Wednesday marks the 18th year of National Black HIV/AIDS Awareness Day, a day established to increase awareness and decrease stigma around sexually transmitted diseases within black communities.
“HIV and AIDS disproportionately affects black youth,” said Tensie Taylor, assistant director of the USC Black Alumni Association. “To see some of the USC students [saying] they don’t even talk about their STDs or HIV status with their partner, I found that alarming because part of the ways you can prevent [the diseases] is to know your status — to have the conversation.”
To improve dialogue around the issue, the association worked alongside the Black AIDS Institute to host an on-campus screening of 90 Days, a film about a black couple with mixed-status HIV, in January.
“One of the most effective ways to communicate [the] message about HIV and AIDS is through entertainment, is through story, is through films that actually reflect back to the community the issues that are being addressed,” said Phill Wilson, founder and president of the Black Aids Institute.
The film focused on a black woman named Jessica, who contracts HIV in college, and highlighted the high risk for women in Jessica’s demographic: Black women are 16 times more likely to acquire HIV compared to white women, according to the Black Aids Institute.
“I felt like by starting this conversation, if [the screening is] successful in [going] to other colleges around the country, just to show young people [they] can prevent this,” Taylor said.
HIV and AIDS have an intersectional impact on black communities, since aspects of class, gender and disability magnify the epidemic’s effect, according to Marie-Fatima Hyacinthe, a mobilization coordinator at the Black AIDS Institute.
Although black Americans make up around 13 percent of the U.S. population, 45 percent of all HIV-diagnosed individuals in 2015 were black. According to the Centers for Disease Control and Prevention, gay and bisexual men are also disproportionately affected, making up 58 percent of black men diagnosed.
“I think that the USC community should be paying attention to these issues because the fastest growing population being impacted by either STIs or HIV are college-aged students,” Wilson said.
Wilson established the Black Aids Institute in 1999 and is working to confront HIV and AIDS in what he says is a “uniquely and unapologetically black point of view,” by mobilizing black institutions, educating people and providing services to communities.
“Particularly within the LGBT communities, they are still stigmatizing language, calling people who are HIV-positive ‘dirty’ or things of that nature,” Wilson said. “The stigmas in the black communities aren’t immune from that either.”
By bringing impactful awareness events, like the 90 Days screening, to campus, Taylor aims to be a part of the effort to destigmatize HIV and AIDS.
“The key that I want to keep reiterating is awareness and education,” Taylor said. “Because when you know something, you have the possibility to change it and … be proactive about it.”
Taylor also emphasized the necessity for USC and its student health centers to be more involved in advocating for HIV and AIDS awareness, in addition to providing faster services for students.
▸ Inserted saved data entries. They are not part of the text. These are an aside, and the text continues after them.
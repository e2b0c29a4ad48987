//! Registry of produced CSV files, persisted as `{"files": [...]}`.
//!
//! The file is read, changed in memory and rewritten as a whole. There is no
//! locking: two processes registering at the same time can lose an entry.

use std::path::Path;

use serde::{Deserialize, Serialize};
use tokio::fs;
use tracing::info;

use crate::error::Result;

#[derive(Debug, Clone, Default, PartialEq, Eq, Serialize, Deserialize)]
pub struct CsvRegistry {
    pub files: Vec<String>,
}

impl CsvRegistry {
    /// Load the registry; a missing file is an empty registry.
    pub async fn load(path: &Path) -> Result<Self> {
        if !fs::try_exists(path).await? {
            return Ok(Self::default());
        }
        let json_content = fs::read_to_string(path).await?;
        let registry: CsvRegistry = serde_json::from_str(&json_content)?;
        Ok(registry)
    }

    pub async fn save(&self, path: &Path) -> Result<()> {
        if let Some(parent) = path.parent().filter(|p| !p.as_os_str().is_empty()) {
            fs::create_dir_all(parent).await?;
        }
        let pretty_json = serde_json::to_string_pretty(self)?;
        fs::write(path, &pretty_json).await?;
        Ok(())
    }

    /// Append `filename` unless already present. Returns true when added.
    pub fn register(&mut self, filename: &str) -> bool {
        if self.contains(filename) {
            return false;
        }
        self.files.push(filename.to_string());
        true
    }

    pub fn contains(&self, filename: &str) -> bool {
        self.files.iter().any(|f| f == filename)
    }
}

/// Read-modify-write `filename` into the registry at `path`.
///
/// The file is only rewritten when the entry is new. Returns true when added.
pub async fn register_file(path: &Path, filename: &str) -> Result<bool> {
    let mut registry = CsvRegistry::load(path).await?;
    if !registry.register(filename) {
        return Ok(false);
    }
    registry.save(path).await?;
    info!(filename, registry = %path.display(), "registered csv file");
    Ok(true)
}

#[cfg(test)]
mod tests {
    use super::*;

    #[tokio::test]
    async fn missing_file_is_empty() {
        let dir = tempfile::tempdir().unwrap();
        let registry = CsvRegistry::load(&dir.path().join("csv_config.json"))
            .await
            .unwrap();
        assert!(registry.files.is_empty());
    }

    #[tokio::test]
    async fn registering_twice_keeps_one_entry() {
        let dir = tempfile::tempdir().unwrap();
        let path = dir.path().join("csv_config.json");

        assert!(register_file(&path, "a.csv").await.unwrap());
        assert!(!register_file(&path, "a.csv").await.unwrap());

        let registry = CsvRegistry::load(&path).await.unwrap();
        assert_eq!(registry.files, vec!["a.csv"]);
    }

    #[tokio::test]
    async fn distinct_files_keep_insertion_order() {
        let dir = tempfile::tempdir().unwrap();
        let path = dir.path().join("csv_config.json");

        register_file(&path, "b.csv").await.unwrap();
        register_file(&path, "a.csv").await.unwrap();

        let registry = CsvRegistry::load(&path).await.unwrap();
        assert_eq!(registry.files, vec!["b.csv", "a.csv"]);
    }

    #[tokio::test]
    async fn saved_document_is_pretty_printed() {
        let dir = tempfile::tempdir().unwrap();
        let path = dir.path().join("nested").join("csv_config.json");

        register_file(&path, "x.csv").await.unwrap();

        let content = std::fs::read_to_string(&path).unwrap();
        assert_eq!(content, "{\n  \"files\": [\n    \"x.csv\"\n  ]\n}");
    }

    #[tokio::test]
    async fn malformed_registry_is_an_error() {
        let dir = tempfile::tempdir().unwrap();
        let path = dir.path().join("csv_config.json");
        std::fs::write(&path, "not json").unwrap();

        assert!(CsvRegistry::load(&path).await.is_err());
        assert!(register_file(&path, "a.csv").await.is_err());
    }
}
//! Event assembly for `text/event-stream` bodies.
//!
//! Lines come in already framed; `data:` lines are collected until a blank
//! line dispatches them as one event.

#[derive(Debug, Default)]
pub struct SseEvents {
    data: Vec<String>,
}

impl SseEvents {
    pub fn new() -> Self {
        Self::default()
    }

    /// Feed one line without its terminator; returns the event it completed.
    pub fn line(&mut self, line: &str) -> Option<String> {
        let line = line.strip_suffix('\r').unwrap_or(line);
        if line.is_empty() {
            return self.dispatch();
        }
        // Comments and other fields (event:, id:, retry:) carry no text.
        if let Some(value) = line.strip_prefix("data:") {
            self.data
                .push(value.strip_prefix(' ').unwrap_or(value).to_string());
        }
        None
    }

    /// Flush a trailing event that was not followed by a blank line.
    pub fn finish(&mut self) -> Option<String> {
        self.dispatch()
    }

    fn dispatch(&mut self) -> Option<String> {
        if self.data.is_empty() {
            return None;
        }
        Some(std::mem::take(&mut self.data).join("\n"))
    }
}

#[cfg(test)]
mod tests {
    use super::*;

    fn feed(events: &mut SseEvents, lines: &[&str]) -> Vec<String> {
        lines.iter().filter_map(|line| events.line(line)).collect()
    }

    #[test]
    fn blank_line_dispatches() {
        let mut events = SseEvents::new();
        assert_eq!(
            feed(&mut events, &["data: {\"a\":1}", "", "data:two", ""]),
            vec!["{\"a\":1}", "two"]
        );
    }

    #[test]
    fn multi_line_data_is_joined() {
        let mut events = SseEvents::new();
        let lines = [": keep-alive", "event: message", "data: one", "data: two", ""];
        assert_eq!(feed(&mut events, &lines), vec!["one\ntwo"]);
    }

    #[test]
    fn carriage_returns_are_ignored() {
        let mut events = SseEvents::new();
        assert_eq!(feed(&mut events, &["data: x\r", "\r"]), vec!["x"]);
    }

    #[test]
    fn finish_flushes_unterminated_event() {
        let mut events = SseEvents::new();
        assert!(events.line("data: [DONE]").is_none());
        assert_eq!(events.finish().as_deref(), Some("[DONE]"));
        assert_eq!(events.finish(), None);
    }
}
//! YouTube collaborators: transcripts, titles and descriptions.

use std::path::{Path, PathBuf};

use async_trait::async_trait;
use serde::Deserialize;
use tokio::{fs, process::Command};
use tracing::debug;

use crate::error::{AnimerefError, Result};

const WATCH_URL: &str = "https://www.youtube.com/watch?v=";
const INVALID_FILENAME_CHARS: [char; 9] = ['<', '>', ':', '"', '/', '\\', '|', '?', '*'];
const MAX_FILENAME_CHARS: usize = 100;

/// A YouTube video, identified by its id.
#[derive(Debug, Clone, PartialEq, Eq)]
pub struct VideoRef {
    pub id: String,
}

impl VideoRef {
    /// Accepts a bare video id or a watch/short URL.
    pub fn parse(input: &str) -> Result<Self> {
        let input = input.trim();
        let id = if input.contains("youtu") {
            video_id_from_url(input)
        } else if !input.is_empty()
            && input
                .chars()
                .all(|c| c.is_ascii_alphanumeric() || c == '-' || c == '_')
        {
            Some(input.to_string())
        } else {
            None
        };

        id.map(|id| Self { id })
            .ok_or_else(|| AnimerefError::InvalidVideo {
                input: input.to_string(),
            })
    }

    pub fn url(&self) -> String {
        format!("{}{}", WATCH_URL, self.id)
    }
}

/// Extract the id from `youtu.be/<id>` or `youtube.com/watch?v=<id>` URLs.
pub fn video_id_from_url(url: &str) -> Option<String> {
    let id = if let Some((_, rest)) = url.split_once("youtu.be/") {
        rest.split(['?', '&', '#']).next()
    } else if url.contains("youtube.com/watch") {
        url.split_once("v=")
            .and_then(|(_, rest)| rest.split(['&', '#']).next())
    } else {
        None
    };

    id.filter(|id| !id.is_empty()).map(String::from)
}

/// Replace characters that are invalid in file names and cap the length.
pub fn sanitize_filename(name: &str) -> String {
    name.chars()
        .map(|c| if INVALID_FILENAME_CHARS.contains(&c) { '_' } else { c })
        .take(MAX_FILENAME_CHARS)
        .collect()
}

#[async_trait]
pub trait TranscriptSource: Send + Sync {
    /// Transcript text, one caption per line. `None` when the video has none.
    async fn transcript_text(
        &self,
        video: &VideoRef,
        language: Option<&str>,
    ) -> Result<Option<String>>;
}

#[async_trait]
pub trait VideoMetadataSource: Send + Sync {
    async fn title(&self, video: &VideoRef) -> Result<Option<String>>;
    async fn description(&self, video: &VideoRef) -> Result<Option<String>>;
}

#[derive(Debug, Deserialize)]
struct VideoInfo {
    title: Option<String>,
    description: Option<String>,
}

/// Talks to YouTube through the `yt-dlp` executable.
#[derive(Debug, Clone)]
pub struct YtDlp {
    binary: PathBuf,
}

impl Default for YtDlp {
    fn default() -> Self {
        Self {
            binary: PathBuf::from("yt-dlp"),
        }
    }
}

impl YtDlp {
    pub fn new(binary: impl Into<PathBuf>) -> Self {
        Self {
            binary: binary.into(),
        }
    }

    async fn video_info(&self, video: &VideoRef) -> Result<VideoInfo> {
        let output = Command::new(&self.binary)
            .arg("-J")
            .arg("--skip-download")
            .arg("--no-warnings")
            .arg(video.url())
            .output()
            .await?;

        if !output.status.success() {
            return Err(AnimerefError::ToolFailed {
                tool: "yt-dlp",
                status: output.status.to_string(),
                stderr: String::from_utf8_lossy(&output.stderr).trim().to_string(),
            });
        }

        Ok(serde_json::from_slice(&output.stdout)?)
    }

    async fn download_subtitles(
        &self,
        video: &VideoRef,
        language: &str,
        dir: &Path,
    ) -> Result<Option<PathBuf>> {
        let output_template = dir.join("subs.%(ext)s");
        let output = Command::new(&self.binary)
            .arg("--skip-download")
            .arg("--write-subs")
            .arg("--write-auto-subs")
            .arg("--sub-langs")
            .arg(language)
            .arg("--sub-format")
            .arg("json3")
            .arg("--no-warnings")
            .arg("-o")
            .arg(&output_template)
            .arg(video.url())
            .output()
            .await?;

        if !output.status.success() {
            return Err(AnimerefError::ToolFailed {
                tool: "yt-dlp",
                status: output.status.to_string(),
                stderr: String::from_utf8_lossy(&output.stderr).trim().to_string(),
            });
        }

        let mut found = Vec::new();
        let mut entries = fs::read_dir(dir).await?;
        while let Some(entry) = entries.next_entry().await? {
            let path = entry.path();
            if path.extension().is_some_and(|ext| ext == "json3") {
                found.push(path);
            }
        }
        found.sort();
        Ok(found.into_iter().next())
    }
}

#[async_trait]
impl TranscriptSource for YtDlp {
    async fn transcript_text(
        &self,
        video: &VideoRef,
        language: Option<&str>,
    ) -> Result<Option<String>> {
        let dir = tempfile::tempdir()?;
        let language = language.unwrap_or("en");

        let Some(subtitles) = self.download_subtitles(video, language, dir.path()).await? else {
            debug!(video = %video.id, language, "no subtitles available");
            return Ok(None);
        };

        let content = fs::read_to_string(&subtitles).await?;
        let text = json3_to_text(&content)?;
        Ok(Some(text).filter(|t| !t.trim().is_empty()))
    }
}

#[async_trait]
impl VideoMetadataSource for YtDlp {
    async fn title(&self, video: &VideoRef) -> Result<Option<String>> {
        Ok(self.video_info(video).await?.title)
    }

    async fn description(&self, video: &VideoRef) -> Result<Option<String>> {
        Ok(self.video_info(video).await?.description)
    }
}

#[derive(Debug, Deserialize)]
struct Json3 {
    #[serde(default)]
    events: Vec<Json3Event>,
}

#[derive(Debug, Deserialize)]
struct Json3Event {
    #[serde(default)]
    segs: Vec<Json3Segment>,
}

#[derive(Debug, Deserialize)]
struct Json3Segment {
    #[serde(default)]
    utf8: String,
}

/// Flatten a YouTube `json3` caption track into one caption per line.
pub fn json3_to_text(content: &str) -> Result<String> {
    let track: Json3 = serde_json::from_str(content)?;
    let mut text = String::new();
    for event in track.events {
        let caption = event.segs.iter().map(|s| s.utf8.as_str()).collect::<String>();
        let caption = caption.trim();
        if caption.is_empty() {
            continue;
        }
        text.push_str(caption);
        text.push('\n');
    }
    Ok(text)
}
Currently, the Engemann Student Health Center provides an HIV test that costs approximately $30, according to its website, and most tests deliver results in at least a week. Taylor suggested implementing rapid HIV tests on campus, which provide results in a few minutes and can be used in routine testing.
As a result of the stigma surrounding HIV and AIDS in the black community, people are less likely to get tested and receive treatment, Hyacinthe said.
White men make up the majority of pre-exposure prophylaxis prescriptions, a daily preventative HIV pill for people at risk. And only 15 percent of PrEP prescriptions were filled by women, with black women constituting an even smaller percentage, according to the Black Aids Institute.
“We still see disparities based on race, gender, sexual orientation, socioeconomic class, education and region in the country where you live,” Wilson said. But, he said he believes the U.S. has the medical capability to end the AIDS epidemic.
“I just want this conversation to continue and to spread awareness and education, and to get college students talking,” Taylor said. “And so just to encourage people to know your status, be safe, protect yourself, and know that you do have it, it’s not a death sentence.”